I've had ups and downs, but only 5-6 weeks consecutive for longest intermission from open wounds, now mostly scalp, forehead and cheeks. There's other stuff, like attitude changes, confusion, blurred vision, changes in diet preferences, joint pains and, my least favorite, numbness of hands and feet. The trifecta of skin wounds I have trouble closing, "dead" hands, and silicone(-like?) substrate appearing to flow freely during earlier, active outbreaks, all together seems to be a very personal gift of irony, not lost on me, the professional. Yet having been honest and caring, I can only admit skewed amusement and wonderment over the design strategy, not really "getting the message", if there is one.
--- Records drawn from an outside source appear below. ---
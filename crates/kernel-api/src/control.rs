//! Pause, speed, demo mode, and session counters shared by every producer and route.

use std::sync::atomic::{AtomicBool, AtomicI64, AtomicU64, Ordering};
use std::time::Duration;

use chrono::{DateTime, TimeZone, Utc};
use serde::Serialize;

pub const MIN_SPEED: f64 = 0.5;
pub const MAX_SPEED: f64 = 5.0;
pub const DEMO_SPEED: f64 = 2.0;

#[derive(Debug, Clone, Serialize, PartialEq)]
pub struct ControlStats {
    pub is_paused: bool,
    pub speed_multiplier: f64,
    pub demo_mode: bool,
    pub total_alerts: u64,
    pub total_messages: u64,
    pub phase_transitions: u64,
    pub session_start: DateTime<Utc>,
    pub uptime_seconds: i64,
}

#[derive(Debug)]
pub struct SimulationControl {
    paused: AtomicBool,
    speed_bits: AtomicU64,
    demo_mode: AtomicBool,
    total_alerts: AtomicU64,
    total_messages: AtomicU64,
    phase_transitions: AtomicU64,
    session_start_ms: AtomicI64,
}

impl Default for SimulationControl {
    fn default() -> Self {
        Self {
            paused: AtomicBool::new(false),
            speed_bits: AtomicU64::new(1.0_f64.to_bits()),
            demo_mode: AtomicBool::new(false),
            total_alerts: AtomicU64::new(0),
            total_messages: AtomicU64::new(0),
            phase_transitions: AtomicU64::new(0),
            session_start_ms: AtomicI64::new(Utc::now().timestamp_millis()),
        }
    }
}

impl SimulationControl {
    pub fn new() -> Self {
        Self::default()
    }

    pub fn is_paused(&self) -> bool {
        self.paused.load(Ordering::Relaxed)
    }

    pub fn set_paused(&self, paused: bool) {
        self.paused.store(paused, Ordering::Relaxed);
    }

    /// Flips the paused flag and returns the new value.
    pub fn toggle(&self) -> bool {
        !self.paused.fetch_xor(true, Ordering::Relaxed)
    }

    pub fn speed(&self) -> f64 {
        f64::from_bits(self.speed_bits.load(Ordering::Relaxed))
    }

    /// Stores the multiplier clamped to the supported range and returns what was stored.
    pub fn set_speed(&self, multiplier: f64) -> f64 {
        let clamped = if multiplier.is_finite() {
            multiplier.clamp(MIN_SPEED, MAX_SPEED)
        } else {
            1.0
        };
        self.speed_bits.store(clamped.to_bits(), Ordering::Relaxed);
        clamped
    }

    pub fn demo_mode(&self) -> bool {
        self.demo_mode.load(Ordering::Relaxed)
    }

    pub fn set_demo_mode(&self, enabled: bool) {
        self.demo_mode.store(enabled, Ordering::Relaxed);
        self.set_speed(if enabled { DEMO_SPEED } else { 1.0 });
    }

    /// Producer sleep interval after applying the speed multiplier.
    pub fn scaled(&self, interval: Duration) -> Duration {
        Duration::try_from_secs_f64(interval.as_secs_f64() / self.speed()).unwrap_or(Duration::MAX)
    }

    pub fn record_alerts(&self, count: usize) {
        self.total_alerts.fetch_add(count as u64, Ordering::Relaxed);
    }

    pub fn record_messages(&self, count: usize) {
        self.total_messages.fetch_add(count as u64, Ordering::Relaxed);
    }

    pub fn record_transitions(&self, count: usize) {
        self.phase_transitions.fetch_add(count as u64, Ordering::Relaxed);
    }

    pub fn reset_stats(&self) {
        self.total_alerts.store(0, Ordering::Relaxed);
        self.total_messages.store(0, Ordering::Relaxed);
        self.phase_transitions.store(0, Ordering::Relaxed);
        self.session_start_ms
            .store(Utc::now().timestamp_millis(), Ordering::Relaxed);
    }

    pub fn stats(&self) -> ControlStats {
        let now = Utc::now();
        let session_start = Utc
            .timestamp_millis_opt(self.session_start_ms.load(Ordering::Relaxed))
            .single()
            .unwrap_or(now);
        ControlStats {
            is_paused: self.is_paused(),
            speed_multiplier: self.speed(),
            demo_mode: self.demo_mode(),
            total_alerts: self.total_alerts.load(Ordering::Relaxed),
            total_messages: self.total_messages.load(Ordering::Relaxed),
            phase_transitions: self.phase_transitions.load(Ordering::Relaxed),
            session_start,
            uptime_seconds: (now - session_start).num_seconds().max(0),
        }
    }
}
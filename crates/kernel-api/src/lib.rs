//! Async runtime around the crowd kernel: broadcast hub, periodic producers, external feeds,
//! configuration, and the HTTP/WebSocket surface.

pub mod config;
pub mod control;
pub mod hub;
pub mod scheduler;
pub mod sources;
pub mod state;

mod server;

pub use config::{load as load_config, ConfigError};
pub use control::{ControlStats, SimulationControl};
pub use hub::{BroadcastHub, BroadcastReport, HubError, Registration, SubscriberId};
pub use scheduler::{Producer, ProducerError, Scheduler, TickOutcome};
pub use server::{serve, ServerError};
pub use sources::{ExternalSources, SourceError};
pub use state::AppState;
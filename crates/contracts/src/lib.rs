//! v1 cross-boundary contracts for the crowd kernel, broadcast API, and dashboard clients.

use std::fmt;

use chrono::{DateTime, Utc};
use serde::{Deserialize, Serialize};

pub mod serde_u64_string;
pub mod stream;

pub use stream::{
    BusFleetUpdate, BusPosition, DensityUpdate, FeedStatus, MetroNetworkSummary, MetroUpdate,
    MultiMetroUpdate, MultiZoneDensityUpdate, ResponderKind, ResponderPosition, ResponderStatus,
    RespondersUpdate, StreamEvent, WeatherReport, ZoneDensitySummary,
};

pub const SCHEMA_VERSION_V1: &str = "1.0";

/// Side length of every zone density grid.
pub const GRID_SIZE: usize = 10;

/// Capacity that maps to a capacity-scaled max intensity of exactly [`BASE_MAX_INTENSITY`].
pub const REFERENCE_CAPACITY: f64 = 50_000.0;
pub const BASE_MAX_INTENSITY: f64 = 200.0;

#[derive(Debug, Clone, Copy, Serialize, Deserialize, PartialEq, Eq, Hash, PartialOrd, Ord)]
#[serde(rename_all = "snake_case")]
pub enum ZoneType {
    EventVenue,
    Transit,
    Commercial,
    Mixed,
    Tourist,
}

#[derive(Debug, Clone, Copy, Serialize, Deserialize, PartialEq)]
pub struct GeoPoint {
    pub lat: f64,
    pub lon: f64,
}

impl GeoPoint {
    pub const fn new(lat: f64, lon: f64) -> Self {
        Self { lat, lon }
    }

    /// Planar distance in degrees. Good enough at city scale.
    pub fn degrees_to(&self, other: &GeoPoint) -> f64 {
        ((self.lat - other.lat).powi(2) + (self.lon - other.lon).powi(2)).sqrt()
    }
}

#[derive(Debug, Clone, Serialize, Deserialize, PartialEq)]
pub struct Zone {
    pub id: String,
    pub name: String,
    pub center: GeoPoint,
    pub radius_m: f64,
    pub capacity: u32,
    #[serde(rename = "type")]
    pub zone_type: ZoneType,
}

impl Zone {
    /// `200 × capacity / 50000`: larger venues sustain a higher absolute intensity.
    pub fn max_intensity(&self) -> f64 {
        BASE_MAX_INTENSITY * (f64::from(self.capacity) / REFERENCE_CAPACITY)
    }
}

#[derive(Debug, Clone, Copy, Serialize, Deserialize, PartialEq, Eq, Hash)]
#[serde(rename_all = "snake_case")]
pub enum CrowdPhase {
    Low,
    Building,
    Peak,
    Dispersing,
}

impl CrowdPhase {
    pub const ALL: [CrowdPhase; 4] = [
        CrowdPhase::Low,
        CrowdPhase::Building,
        CrowdPhase::Peak,
        CrowdPhase::Dispersing,
    ];

    /// The only phase this one may transition into.
    pub fn successor(self) -> Self {
        match self {
            Self::Low => Self::Building,
            Self::Building => Self::Peak,
            Self::Peak => Self::Dispersing,
            Self::Dispersing => Self::Low,
        }
    }

    pub fn as_str(self) -> &'static str {
        match self {
            Self::Low => "low",
            Self::Building => "building",
            Self::Peak => "peak",
            Self::Dispersing => "dispersing",
        }
    }
}

impl fmt::Display for CrowdPhase {
    fn fmt(&self, f: &mut fmt::Formatter<'_>) -> fmt::Result {
        f.write_str(self.as_str())
    }
}

/// Fractional grid coordinate of a hotspot center. Kept off-lattice so hotspots do not line up.
#[derive(Debug, Clone, Copy, Serialize, Deserialize, PartialEq)]
pub struct GridPoint {
    pub i: f64,
    pub j: f64,
}

#[derive(Debug, Clone, Copy, Serialize, Deserialize, PartialEq)]
pub struct Hotspot {
    pub lat: f64,
    pub lon: f64,
    pub intensity: u32,
}

#[derive(Debug, Clone, Copy, Serialize, Deserialize, PartialEq, Eq)]
#[serde(rename_all = "snake_case")]
pub enum DensityStatus {
    Normal,
    Warning,
    Critical,
}

#[derive(Debug, Clone, Serialize, Deserialize, PartialEq)]
pub struct DensityField {
    pub zone_id: String,
    pub zone_name: String,
    pub grid: Vec<Vec<u32>>,
    pub hotspots: Vec<Hotspot>,
    pub avg_density: f64,
    pub max_density: u32,
    pub phase: CrowdPhase,
    pub center: GeoPoint,
    pub capacity: u32,
    pub occupancy_percent: f64,
    pub status: DensityStatus,
}

#[derive(Debug, Clone, Copy, Serialize, Deserialize, PartialEq, Eq)]
#[serde(rename_all = "snake_case")]
pub enum FlowStatus {
    Low,
    Moderate,
    High,
}

#[derive(Debug, Clone, Serialize, Deserialize, PartialEq)]
pub struct MetroStationFlow {
    pub station_id: String,
    pub station_name: String,
    pub line: String,
    pub location: GeoPoint,
    pub entry_rate: u32,
    pub exit_rate: u32,
    pub total_flow: u32,
    pub capacity: u32,
    pub capacity_percent: u32,
    pub status: FlowStatus,
    pub flow_reason: String,
    /// Phase of the coupled zone; `None` for stations running on time-of-day patterns.
    pub crowd_phase: Option<CrowdPhase>,
    pub timestamp: DateTime<Utc>,
}

#[derive(Debug, Clone, Copy, Serialize, Deserialize, PartialEq, Eq, PartialOrd, Ord)]
#[serde(rename_all = "snake_case")]
pub enum AlertLevel {
    Warning,
    Critical,
}

#[derive(Debug, Clone, Copy, Serialize, Deserialize, PartialEq, Eq)]
#[serde(rename_all = "snake_case")]
pub enum AlertCategory {
    CrowdDensity,
    MetroFlow,
    Combined,
}

#[derive(Debug, Clone, Serialize, Deserialize, PartialEq)]
pub struct Alert {
    pub level: AlertLevel,
    pub category: AlertCategory,
    pub zone_id: String,
    pub zone_name: String,
    pub message: String,
    pub value: f64,
    pub threshold: f64,
    pub recommendation: String,
    pub location: GeoPoint,
    pub timestamp: DateTime<Utc>,
}

#[derive(Debug, Clone, Copy, Serialize, Deserialize, PartialEq, Eq)]
#[serde(default)]
pub struct Thresholds {
    pub density_warning: u32,
    pub density_critical: u32,
    pub metro_flow: u32,
}

impl Thresholds {
    pub const WARNING_RANGE: (u32, u32) = (50, 300);
    pub const CRITICAL_RANGE: (u32, u32) = (100, 400);
    pub const METRO_RANGE: (u32, u32) = (20, 150);

    /// Applies whichever values are present, each clamped to its operating range.
    pub fn apply(&mut self, update: &ThresholdUpdate) {
        if let Some(warning) = update.warning {
            self.density_warning = warning.clamp(Self::WARNING_RANGE.0, Self::WARNING_RANGE.1);
        }
        if let Some(critical) = update.critical {
            self.density_critical =
                critical.clamp(Self::CRITICAL_RANGE.0, Self::CRITICAL_RANGE.1);
        }
        if let Some(metro) = update.metro {
            self.metro_flow = metro.clamp(Self::METRO_RANGE.0, Self::METRO_RANGE.1);
        }
    }

    pub fn classify(&self, max_density: u32) -> DensityStatus {
        if max_density > self.density_critical {
            DensityStatus::Critical
        } else if max_density > self.density_warning {
            DensityStatus::Warning
        } else {
            DensityStatus::Normal
        }
    }
}

impl Default for Thresholds {
    fn default() -> Self {
        Self {
            density_warning: 150,
            density_critical: 200,
            metro_flow: 80,
        }
    }
}

#[derive(Debug, Clone, Copy, Default, Serialize, Deserialize, PartialEq, Eq)]
pub struct ThresholdUpdate {
    pub warning: Option<u32>,
    pub critical: Option<u32>,
    pub metro: Option<u32>,
}

// ---------------------------------------------------------------------------
// History records
// ---------------------------------------------------------------------------

#[derive(Debug, Clone, Copy, Serialize, Deserialize, PartialEq, Eq)]
#[serde(rename_all = "snake_case")]
pub enum Trend {
    Increasing,
    Decreasing,
    Stable,
}

#[derive(Debug, Clone, Serialize, Deserialize, PartialEq)]
pub struct DensityPoint {
    pub timestamp: DateTime<Utc>,
    pub zone_id: String,
    pub max_density: u32,
    pub avg_density: f64,
    pub phase: CrowdPhase,
    pub hotspot_count: usize,
}

impl DensityPoint {
    pub fn from_field(field: &DensityField, timestamp: DateTime<Utc>) -> Self {
        Self {
            timestamp,
            zone_id: field.zone_id.clone(),
            max_density: field.max_density,
            avg_density: field.avg_density,
            phase: field.phase,
            hotspot_count: field.hotspots.len(),
        }
    }
}

#[derive(Debug, Clone, Serialize, Deserialize, PartialEq)]
pub struct MetroPoint {
    pub timestamp: DateTime<Utc>,
    pub station_id: String,
    pub entry_rate: u32,
    pub exit_rate: u32,
    pub total_flow: u32,
    pub status: FlowStatus,
    pub flow_reason: String,
}

impl From<&MetroStationFlow> for MetroPoint {
    fn from(flow: &MetroStationFlow) -> Self {
        Self {
            timestamp: flow.timestamp,
            station_id: flow.station_id.clone(),
            entry_rate: flow.entry_rate,
            exit_rate: flow.exit_rate,
            total_flow: flow.total_flow,
            status: flow.status,
            flow_reason: flow.flow_reason.clone(),
        }
    }
}

#[derive(Debug, Clone, Serialize, Deserialize, PartialEq)]
pub struct PhaseTransition {
    pub timestamp: DateTime<Utc>,
    pub zone_id: String,
    pub from_phase: CrowdPhase,
    pub to_phase: CrowdPhase,
    pub intensity: f64,
}

#[derive(Debug, Clone, Serialize, Deserialize, PartialEq)]
pub struct AlertPrediction {
    pub level: AlertLevel,
    pub threshold: u32,
    pub estimated_minutes: u32,
    pub current_density: u32,
    pub rate: f64,
}

#[derive(Debug, Clone, Serialize, Deserialize, PartialEq)]
pub struct HistoryTrends {
    pub density: Trend,
    pub metro: Trend,
}

#[derive(Debug, Clone, Serialize, Deserialize, PartialEq)]
pub struct HistoryCounts {
    pub total_alerts: usize,
    pub total_phase_transitions: usize,
    pub density_points: usize,
    pub metro_points: usize,
}

#[derive(Debug, Clone, Serialize, Deserialize, PartialEq)]
pub struct HistorySummary {
    pub density_history: Vec<DensityPoint>,
    pub metro_history: Vec<MetroPoint>,
    pub alert_history: Vec<Alert>,
    pub phase_transitions: Vec<PhaseTransition>,
    pub trends: HistoryTrends,
    pub prediction: Option<AlertPrediction>,
    pub counts: HistoryCounts,
}

#[derive(Debug, Clone, Serialize, Deserialize, PartialEq)]
pub struct DensityChartPoint {
    /// `HH:MM` in UTC.
    pub time: String,
    pub max: u32,
    pub avg: f64,
    pub phase: CrowdPhase,
}

#[derive(Debug, Clone, Serialize, Deserialize, PartialEq)]
pub struct MetroChartPoint {
    pub time: String,
    pub entry: u32,
    pub exit: u32,
    pub total: u32,
}

#[derive(Debug, Clone, Serialize, Deserialize, PartialEq)]
pub struct ChartData {
    pub density_chart: Vec<DensityChartPoint>,
    pub metro_chart: Vec<MetroChartPoint>,
}

// ---------------------------------------------------------------------------
// Configuration
// ---------------------------------------------------------------------------

/// Fixed producer periods in seconds, before the speed multiplier is applied.
#[derive(Debug, Clone, Copy, Serialize, Deserialize, PartialEq, Eq)]
#[serde(default)]
pub struct ProducerIntervals {
    pub density_secs: u64,
    pub metro_secs: u64,
    pub bus_secs: u64,
    pub weather_secs: u64,
    pub responders_secs: u64,
    pub heartbeat_secs: u64,
}

impl Default for ProducerIntervals {
    fn default() -> Self {
        Self {
            density_secs: 30,
            metro_secs: 60,
            bus_secs: 30,
            weather_secs: 300,
            responders_secs: 15,
            heartbeat_secs: 10,
        }
    }
}

#[derive(Debug, Clone, Serialize, Deserialize, PartialEq)]
#[serde(default)]
pub struct WeatherSourceConfig {
    #[serde(skip_serializing)]
    pub api_key: Option<String>,
    pub endpoint: String,
    pub city: String,
    pub location: GeoPoint,
    pub timeout_secs: u64,
}

impl Default for WeatherSourceConfig {
    fn default() -> Self {
        Self {
            api_key: None,
            endpoint: "https://api.openweathermap.org/data/2.5/weather".to_string(),
            city: "Bengaluru".to_string(),
            location: GeoPoint::new(12.9716, 77.5946),
            timeout_secs: 10,
        }
    }
}

#[derive(Debug, Clone, Serialize, Deserialize, PartialEq, Eq)]
#[serde(default)]
pub struct BusFeedConfig {
    /// `None` disables the live feed; the demo fleet is used instead.
    pub url: Option<String>,
    pub routes: Vec<String>,
    pub routes_per_fetch: usize,
    pub buses_per_route: usize,
    pub timeout_secs: u64,
}

impl Default for BusFeedConfig {
    fn default() -> Self {
        Self {
            url: Some("http://bmtcmob.hostg.in/api/itsroutewise/details".to_string()),
            routes: ["356", "500", "G4", "335E", "KIA-9"]
                .into_iter()
                .map(String::from)
                .collect(),
            routes_per_fetch: 2,
            buses_per_route: 10,
            timeout_secs: 5,
        }
    }
}

#[derive(Debug, Clone, Serialize, Deserialize, PartialEq)]
#[serde(default)]
pub struct SimulationConfig {
    pub schema_version: String,
    #[serde(with = "serde_u64_string")]
    pub seed: u64,
    pub thresholds: Thresholds,
    pub intervals: ProducerIntervals,
    pub frontend_origin: String,
    pub weather: WeatherSourceConfig,
    pub bus_feed: BusFeedConfig,
    #[serde(skip_serializing)]
    pub insights_api_key: Option<String>,
}

impl Default for SimulationConfig {
    fn default() -> Self {
        Self {
            schema_version: SCHEMA_VERSION_V1.to_string(),
            seed: 1337,
            thresholds: Thresholds::default(),
            intervals: ProducerIntervals::default(),
            frontend_origin: "http://localhost:3000".to_string(),
            weather: WeatherSourceConfig::default(),
            bus_feed: BusFeedConfig::default(),
            insights_api_key: None,
        }
    }
}

// ---------------------------------------------------------------------------
// API errors
// ---------------------------------------------------------------------------

#[derive(Debug, Clone, Copy, Serialize, Deserialize, PartialEq, Eq)]
#[serde(rename_all = "SCREAMING_SNAKE_CASE")]
pub enum ErrorCode {
    InvalidQuery,
    InvalidCommand,
    NotFound,
    InternalError,
}

#[derive(Debug, Clone, Serialize, Deserialize, PartialEq, Eq)]
pub struct ApiError {
    pub schema_version: String,
    pub error_code: ErrorCode,
    pub message: String,
    pub details: Option<String>,
}

impl ApiError {
    pub fn new(error_code: ErrorCode, message: impl Into<String>, details: Option<String>) -> Self {
        Self {
            schema_version: SCHEMA_VERSION_V1.to_string(),
            error_code,
            message: message.into(),
            details,
        }
    }
}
Then, there's this 4th sign-I thought I was imagining it at first, and made a note to ask Hildy at some point. I was starting to see sophisticated patterns of fiber, or thread placement in and around the sores. Most impressively, the fibers had started to penetrate the nail plates around the periphery, of my fingertips and toes, Over time and close inspection, I was convinced that these points of thread contact, or piercings, were directional, and either egress or entrypoints. Like the sewing techniques I had used extensively during my career, to close traumatic wounds, fresh cuts or planned incisions, the threads now seemed to act as suture material. I took photos and tried various magnifications, even drew sketches for clarity.
Sometime late last year, I asked Hildy if this was standard fare- she said that she had seen one other patient with something similar, a linear series of stitches from central low abdomen upward in the midline to (I believe she said)almost the chin. Wow.
Well, I need to get a hold of her anyway soon, and will bring this up again. Other than Dr.Staninger, and some strangely apathetic family members, and one, by the book, RN girlfriend, I have kept this to myself. While waiting to see something similar posted, I have been trying to put a video together with my findings. For various reasons, I uncharacteristically spin my wheels, ruminate over editing software and delay the release. I think this infection hinders self-confidence, and I find myself thinking-"it's not that important". Then again, if presented like it can be, with all the nuances I've discovered, it would provide striking, irrefutable evidence of a new disease process. Maybe we could cut through the rug of delusion under which we are so easily swept, and public interest, sparked by such anomaly, would demand explanation and support.
Other observations include the use of sewing skin to contact skin (imbrication) that creates a tight, concealed pocket to hide fuzzballs, similar designs employed to tighten and distort features (smaller nose, smooth wrinkles, etc.), and disturbingly, use of stronger and stronger filament ("space elevator") to secure bonds or packages, but in turn, also distort nails, surrounding folds, and whatever mischief internally- tie-off blood vessels? I had the worst week ever caused by what I believe to have been sewing down my lower GI tract.